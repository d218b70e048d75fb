pub mod generator;
pub mod primitives;
pub mod raster;
pub mod spec;
pub mod svg;
pub mod visual_config;

pub use generator::ChartSpecGenerator;
pub use primitives::{Baseline, Color, LineStyle, Point, Shape, Stroke, TextAnchor};
pub use raster::{ChartRenderer, PngRenderer, RenderError};
pub use spec::{ChartMetadata, ChartSpec, WheelKind};
pub use svg::SvgWriter;
pub use visual_config::{GlyphConfig, VisualConfig};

---*---

### Required action
Go over the records above line by line and count those holding the word "raster". Reply only with the number.

### Answer section
2